### TO DO
Would you go through the records below and copy each line with the string "write"?

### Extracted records
·····

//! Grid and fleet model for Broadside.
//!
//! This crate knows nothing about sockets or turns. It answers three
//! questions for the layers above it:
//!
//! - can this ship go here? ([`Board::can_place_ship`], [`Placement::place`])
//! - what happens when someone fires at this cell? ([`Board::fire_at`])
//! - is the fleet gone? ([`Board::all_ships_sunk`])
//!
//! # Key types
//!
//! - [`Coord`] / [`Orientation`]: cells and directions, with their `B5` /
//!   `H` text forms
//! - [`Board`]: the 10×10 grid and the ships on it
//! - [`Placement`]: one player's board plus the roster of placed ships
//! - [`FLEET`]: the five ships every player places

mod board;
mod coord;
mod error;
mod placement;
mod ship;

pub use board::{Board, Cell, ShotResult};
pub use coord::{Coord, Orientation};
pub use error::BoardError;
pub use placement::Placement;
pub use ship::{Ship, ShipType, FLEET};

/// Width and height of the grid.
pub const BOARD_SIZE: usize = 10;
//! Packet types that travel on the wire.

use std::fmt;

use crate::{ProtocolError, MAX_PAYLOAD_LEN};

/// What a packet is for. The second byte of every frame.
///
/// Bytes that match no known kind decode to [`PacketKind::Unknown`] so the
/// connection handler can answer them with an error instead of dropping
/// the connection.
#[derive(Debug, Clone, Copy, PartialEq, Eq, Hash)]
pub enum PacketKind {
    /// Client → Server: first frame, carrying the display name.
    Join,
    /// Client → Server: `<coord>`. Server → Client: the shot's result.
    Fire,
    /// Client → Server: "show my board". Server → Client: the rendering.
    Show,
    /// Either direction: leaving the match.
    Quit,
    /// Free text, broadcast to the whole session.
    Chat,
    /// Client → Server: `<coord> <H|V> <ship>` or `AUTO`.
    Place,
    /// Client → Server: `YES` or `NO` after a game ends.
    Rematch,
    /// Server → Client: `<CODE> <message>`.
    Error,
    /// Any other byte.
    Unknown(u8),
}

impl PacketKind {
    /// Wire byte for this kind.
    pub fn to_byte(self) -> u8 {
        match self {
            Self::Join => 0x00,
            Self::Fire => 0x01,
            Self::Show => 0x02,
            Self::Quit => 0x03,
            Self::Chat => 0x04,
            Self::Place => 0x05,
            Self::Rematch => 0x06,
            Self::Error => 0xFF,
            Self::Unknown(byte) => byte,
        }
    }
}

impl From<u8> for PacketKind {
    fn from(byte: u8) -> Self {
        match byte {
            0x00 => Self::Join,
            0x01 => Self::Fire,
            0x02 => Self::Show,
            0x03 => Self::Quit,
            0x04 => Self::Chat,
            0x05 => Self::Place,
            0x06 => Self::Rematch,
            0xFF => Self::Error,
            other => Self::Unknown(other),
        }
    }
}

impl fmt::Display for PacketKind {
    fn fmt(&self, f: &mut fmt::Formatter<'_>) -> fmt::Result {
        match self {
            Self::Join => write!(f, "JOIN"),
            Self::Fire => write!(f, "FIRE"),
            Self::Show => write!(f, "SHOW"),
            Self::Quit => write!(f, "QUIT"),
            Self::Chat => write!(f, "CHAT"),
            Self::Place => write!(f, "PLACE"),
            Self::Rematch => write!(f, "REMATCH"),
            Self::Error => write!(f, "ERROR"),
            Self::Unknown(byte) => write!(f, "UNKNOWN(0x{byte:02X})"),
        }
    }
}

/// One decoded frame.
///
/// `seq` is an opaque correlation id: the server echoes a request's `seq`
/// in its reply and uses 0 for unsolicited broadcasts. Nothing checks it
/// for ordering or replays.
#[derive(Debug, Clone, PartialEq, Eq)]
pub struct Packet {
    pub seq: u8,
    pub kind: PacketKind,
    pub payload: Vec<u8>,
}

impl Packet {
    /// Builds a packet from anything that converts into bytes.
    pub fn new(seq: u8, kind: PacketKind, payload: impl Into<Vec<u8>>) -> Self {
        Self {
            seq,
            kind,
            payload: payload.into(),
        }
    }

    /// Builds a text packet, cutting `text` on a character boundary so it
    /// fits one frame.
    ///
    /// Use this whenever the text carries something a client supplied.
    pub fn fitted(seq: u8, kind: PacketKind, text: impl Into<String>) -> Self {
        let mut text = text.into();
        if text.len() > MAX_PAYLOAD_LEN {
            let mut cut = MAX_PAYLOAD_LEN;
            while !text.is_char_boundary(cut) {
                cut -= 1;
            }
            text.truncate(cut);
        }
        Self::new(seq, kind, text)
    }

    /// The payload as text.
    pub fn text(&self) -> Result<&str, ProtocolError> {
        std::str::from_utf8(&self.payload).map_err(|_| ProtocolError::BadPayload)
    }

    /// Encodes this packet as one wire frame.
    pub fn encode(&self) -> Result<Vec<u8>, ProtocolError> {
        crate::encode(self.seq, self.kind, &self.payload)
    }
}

·····

### RESPONSE TO THIS TASK
            Self::Join => write!(f, "JOIN"),
            Self::Fire => write!(f, "FIRE"),
            Self::Show => write!(f, "SHOW"),
            Self::Quit => write!(f, "QUIT"),
            Self::Chat => write!(f, "CHAT"),
            Self::Place => write!(f, "PLACE"),
            Self::Rematch => write!(f, "REMATCH"),
            Self::Error => write!(f, "ERROR"),
            Self::Unknown(byte) => write!(f, "UNKNOWN(0x{byte:02X})"),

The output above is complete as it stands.